Top brands on Facebook post more, but organic engagement is still on decline study reveals
The top 20k Facebook business pages have posted more than 8.1m pieces of content in Q2 2018, an increase from just over 7m in Q1, revealed a study done by Buffer and content marketing tool BuzzSumo.

Facebook brand posts have gone up, but engagement has continued to plummet, study finds.
That total figures to around 90k brand posts created a day in Q2, compared to around 72k in the previous quarter. Year on year, the Q2 findings show a 24% increase from the 6.8m posted in 2017.

Facebook tightened its leash on brand posts earlier this year in a rework of its algorithm to focus on friend interactions. This has forced the hands of many a brand to garner more engagement from their fans. However, engagement has steadily decreased since Q1 2017, where those pages collected nearly 30bn total interactions. Now that number has dropped to 12bn, a decrease of over 3.1bn from Q1 2018 and from nearly twice that amount from a year ago.

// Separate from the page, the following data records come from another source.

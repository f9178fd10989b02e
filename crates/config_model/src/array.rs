use crate::data::{BindFallback, ConfigData, DEFAULT_NAME};
use crate::error::BindError;
use crate::log_source::{self, LogSource};
use crate::member::{BindableMember, MemberBinding, MemberBound, ProfileSwitch};
use config_store::{AcceptableValues, ConfigFile, Event, SettingChangedEvent, SettingValue, Subscription};
use std::fmt;

/// Payload of an array's per-element bind notifications.
#[derive(Debug, Clone)]
pub struct ArrayBindEvent {
    pub file: ConfigFile,
    pub index: usize,
}

/// A fixed number of settings sharing one declaration, stored under the keys
/// `{key}_0`, `{key}_1`, ...
pub struct ConfigArray<T: SettingValue> {
    elements: Vec<ConfigData<T>>,
    section_name: Option<String>,
    key: Option<String>,
    description: Option<String>,
    default_value: Option<T>,
    acceptable_values: Option<AcceptableValues<T>>,
    tags: Vec<serde_json::Value>,
    log: Option<LogSource>,
    setting_changed: Event<SettingChangedEvent>,
    pre_bind: Event<ArrayBindEvent>,
    post_bind: Event<ArrayBindEvent>,
    _relays: Vec<Subscription>,
}

impl<T: SettingValue> ConfigArray<T> {
    pub fn new(size: usize) -> Self {
        let setting_changed = Event::new();
        let pre_bind = Event::new();
        let post_bind = Event::new();
        let mut relays = Vec::with_capacity(size * 3);
        let elements = (0..size)
            .map(|index| {
                let element = ConfigData::new();
                let changed = setting_changed.clone();
                relays.push(element.on_setting_changed(move |event| {
                    changed.emit(event);
                }));
                let pre = pre_bind.clone();
                relays.push(element.subscribe_pre_bind(move |ctx| {
                    pre.emit(&ArrayBindEvent {
                        file: ctx.file.clone(),
                        index,
                    });
                }));
                let post = post_bind.clone();
                relays.push(element.subscribe_post_bind(move |event| {
                    post.emit(&ArrayBindEvent {
                        file: event.file.clone(),
                        index,
                    });
                }));
                element
            })
            .collect();

        Self {
            elements,
            section_name: None,
            key: None,
            description: None,
            default_value: None,
            acceptable_values: None,
            tags: Vec::new(),
            log: None,
            setting_changed,
            pre_bind,
            post_bind,
            _relays: relays,
        }
    }

    pub fn with_section(mut self, section: impl Into<String>) -> Self {
        self.section_name = Some(section.into());
        self
    }

    pub fn with_key(mut self, key: impl Into<String>) -> Self {
        self.key = Some(key.into());
        self
    }

    pub fn with_description(mut self, description: impl Into<String>) -> Self {
        self.description = Some(description.into());
        self
    }

    pub fn with_default(mut self, default_value: T) -> Self {
        self.default_value = Some(default_value);
        self
    }

    pub fn with_acceptable_values(mut self, acceptable: Option<AcceptableValues<T>>) -> Self {
        self.acceptable_values = acceptable;
        self
    }

    pub fn with_tags(mut self, tags: Vec<serde_json::Value>) -> Self {
        self.tags = tags;
        self
    }

    pub fn with_log_source(mut self, log: LogSource) -> Self {
        self.log = Some(log);
        self
    }

    /// Listener run before each element is bound.
    pub fn on_pre_bind<F>(&self, listener: F) -> Subscription
    where
        F: Fn(&ArrayBindEvent) + Send + Sync + 'static,
    {
        self.pre_bind.subscribe(listener)
    }

    /// Listener run after each element is bound.
    pub fn on_post_bind<F>(&self, listener: F) -> Subscription
    where
        F: Fn(&ArrayBindEvent) + Send + Sync + 'static,
    {
        self.post_bind.subscribe(listener)
    }

    /// Listener for changes of any element.
    pub fn on_setting_changed<F>(&self, listener: F) -> Subscription
    where
        F: Fn(&SettingChangedEvent) + Send + Sync + 'static,
    {
        self.setting_changed.subscribe(listener)
    }

    /// Binds every element. The array's own section and key win over the
    /// fallbacks; the first element error is returned after all elements
    /// have been tried.
    pub fn bind(
        &mut self,
        file: Option<&ConfigFile>,
        log: Option<&LogSource>,
        fallback: BindFallback<'_, T>,
    ) -> Result<&mut Self, BindError> {
        self.bind_elements(file, log, fallback, None)?;
        Ok(self)
    }

    fn bind_elements(
        &mut self,
        file: Option<&ConfigFile>,
        log: Option<&LogSource>,
        fallback: BindFallback<'_, T>,
        switch: Option<ProfileSwitch>,
    ) -> Result<MemberBound, BindError> {
        let log = match log.or(self.log.as_ref()) {
            Some(log) => log.clone(),
            None => log_source::resolve(None, "ConfigArray::bind"),
        };
        self.log = Some(log.clone());

        let Some(file) = file else {
            log.error("ConfigArray::bind | No settings file given, aborting");
            return Err(BindError::NoConfigFile);
        };

        if self.section_name.is_none() {
            self.section_name = fallback.section.map(str::to_string);
        }
        if self.key.is_none() {
            self.key = Some(match fallback.key {
                Some(key) => key.to_string(),
                None => {
                    log.warn(&format!("ConfigArray::bind | No key given, using '{DEFAULT_NAME}'"));
                    DEFAULT_NAME.to_string()
                }
            });
        }
        if self.description.is_none() {
            self.description = fallback.description.map(str::to_string);
        }
        if self.default_value.is_none() {
            self.default_value = fallback.default_value;
        }
        let key = self.key.clone().unwrap_or_else(|| DEFAULT_NAME.to_string());

        let mut first_error = None;
        let mut bound = MemberBound {
            definitions: Vec::with_capacity(self.elements.len()),
            newly_bound: false,
        };
        for (index, element) in self.elements.iter_mut().enumerate() {
            let previous = match switch {
                Some(_) if !element.is_bound_to(file) => element.unbind().map(|entry| entry.value()),
                _ => None,
            };
            bound.newly_bound |= !element.is_bound_to(file);

            element.set_declaration(
                self.section_name.clone(),
                format!("{key}_{index}"),
                self.description.clone(),
                self.default_value.clone(),
                self.acceptable_values.clone(),
                self.tags.clone(),
            );
            match element.bind(Some(file), Some(&log), BindFallback::default()) {
                Ok(element) => {
                    if let (Some(ProfileSwitch::CarryValues), Some(previous)) = (switch, previous) {
                        element.set_value(previous);
                    }
                    bound.definitions.extend(element.definition().cloned());
                }
                Err(e) => {
                    first_error.get_or_insert(e);
                }
            }
        }

        match first_error {
            Some(e) => Err(e),
            None => Ok(bound),
        }
    }

    pub fn unbind(&mut self) {
        for element in &mut self.elements {
            element.unbind();
        }
    }

    pub fn get(&self, index: usize) -> Option<&ConfigData<T>> {
        self.elements.get(index)
    }

    pub fn len(&self) -> usize {
        self.elements.len()
    }

    pub fn is_empty(&self) -> bool {
        self.elements.is_empty()
    }

    pub fn iter(&self) -> impl Iterator<Item = &ConfigData<T>> {
        self.elements.iter()
    }

    pub fn values(&self) -> Vec<T> {
        self.elements.iter().map(ConfigData::value).collect()
    }

    pub fn section_name(&self) -> Option<&str> {
        self.section_name.as_deref()
    }

    pub fn key(&self) -> Option<&str> {
        self.key.as_deref()
    }
}

impl<T: SettingValue> std::ops::Index<usize> for ConfigArray<T> {
    type Output = ConfigData<T>;

    fn index(&self, index: usize) -> &ConfigData<T> {
        &self.elements[index]
    }
}

impl<T: SettingValue> Default for ConfigArray<T> {
    fn default() -> Self {
        Self::new(0)
    }
}

impl<T: SettingValue> BindableMember for ConfigArray<T> {
    fn bind_member(&mut self, binding: &MemberBinding<'_>) -> Result<MemberBound, BindError> {
        self.bind_elements(
            Some(binding.file),
            Some(binding.log),
            BindFallback {
                section: binding.section,
                key: Some(binding.name),
                ..BindFallback::default()
            },
            None,
        )
    }

    fn unbind_member(&mut self) {
        self.unbind();
    }

    fn switch_member(&mut self, binding: &MemberBinding<'_>, switch: ProfileSwitch) -> Result<MemberBound, BindError> {
        self.bind_elements(
            Some(binding.file),
            Some(binding.log),
            BindFallback {
                section: binding.section,
                key: Some(binding.name),
                ..BindFallback::default()
            },
            Some(switch),
        )
    }
}

impl<T: SettingValue> fmt::Debug for ConfigArray<T> {
    fn fmt(&self, f: &mut fmt::Formatter<'_>) -> fmt::Result {
        f.debug_struct("ConfigArray")
            .field("section_name", &self.section_name)
            .field("key", &self.key)
            .field("elements", &self.elements)
            .finish()
    }
}

#[cfg(test)]
mod tests {
    use super::*;
    use std::sync::atomic::{AtomicUsize, Ordering};
    use std::sync::Arc;

    #[test]
    fn test_elements_use_indexed_keys() {
        let file = ConfigFile::in_memory();
        let mut array = ConfigArray::new(3).with_section("Arrays").with_key("Slot").with_default(5u8);
        array.bind(Some(&file), None, BindFallback::default()).unwrap();

        assert_eq!(array.len(), 3);
        assert_eq!(file.keys().iter().map(|d| d.key.as_str()).collect::<Vec<_>>(), vec!["Slot_0", "Slot_1", "Slot_2"]);
        assert_eq!(array.values(), vec![5, 5, 5]);
        array[1].set_value(9);
        assert_eq!(file.get::<u8>("Arrays", "Slot_1").map(|e| e.value()), Some(9));
    }

    #[test]
    fn test_own_declaration_wins_over_fallback() {
        let file = ConfigFile::in_memory();
        let mut array = ConfigArray::new(1).with_key("Own").with_default(1);
        array
            .bind(
                Some(&file),
                None,
                BindFallback {
                    section: Some("Fallback"),
                    key: Some("Other"),
                    description: Some("desc"),
                    default_value: Some(2),
                },
            )
            .unwrap();

        let definition = array[0].definition().unwrap();
        assert_eq!(definition.to_string(), "[Fallback] Own_0");
        assert_eq!(array[0].value(), 1);
        assert_eq!(array[0].description(), Some("desc"));
    }

    #[test]
    fn test_events_are_relayed_per_element() {
        let file = ConfigFile::in_memory();
        let mut array = ConfigArray::new(2).with_key("K").with_default(0i64);
        let binds = Arc::new(AtomicUsize::new(0));
        let changes = Arc::new(AtomicUsize::new(0));

        let bind_counter = Arc::clone(&binds);
        let _post = array.on_post_bind(move |_| {
            bind_counter.fetch_add(1, Ordering::SeqCst);
        });
        let change_counter = Arc::clone(&changes);
        let _changed = array.on_setting_changed(move |_| {
            change_counter.fetch_add(1, Ordering::SeqCst);
        });

        array.bind(Some(&file), None, BindFallback::default()).unwrap();
        array.bind(Some(&file), None, BindFallback::default()).unwrap();
        array[0].set_value(1);
        array[1].set_value(2);

        assert_eq!(binds.load(Ordering::SeqCst), 2);
        assert_eq!(changes.load(Ordering::SeqCst), 2);
    }
}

The study has shown that this isn’t just limited to text posts. Brands who looked to pivot to video content to draw eyeballs and reactions have seen a significant drop in just one quarter. For photos, which offer more engagement than links and videos overall (and make up a majority of brand posts), average engagement per post has dropped by over two-thirds.
Some of the most affected pages in the last quarter: artists, movies and news sites. Each of those categories has seen a 64% drop in engagement or higher. Mark Zuckerberg did want us to get back to connecting with our friends not too long ago.

Buffer’s explanation for some of these findings: increased competition (the social network hosts more than 80m business pages), higher quality content overall, and a push for more paid content to reach its users (as evidenced by the algorithm rework).
These findings coincide with what was a down Q2 for Facebook. Reeling from the Cambridge Analytica election scandal, the platform has also posted its slowest rate of growth ever. This has forced the company to start its first major marketing push since the launch of its stories feature back in 2016. Hired to assist in this company’s ‘inflection point’ was Antonio Lucio, who recently left HP Inc after nearly four years.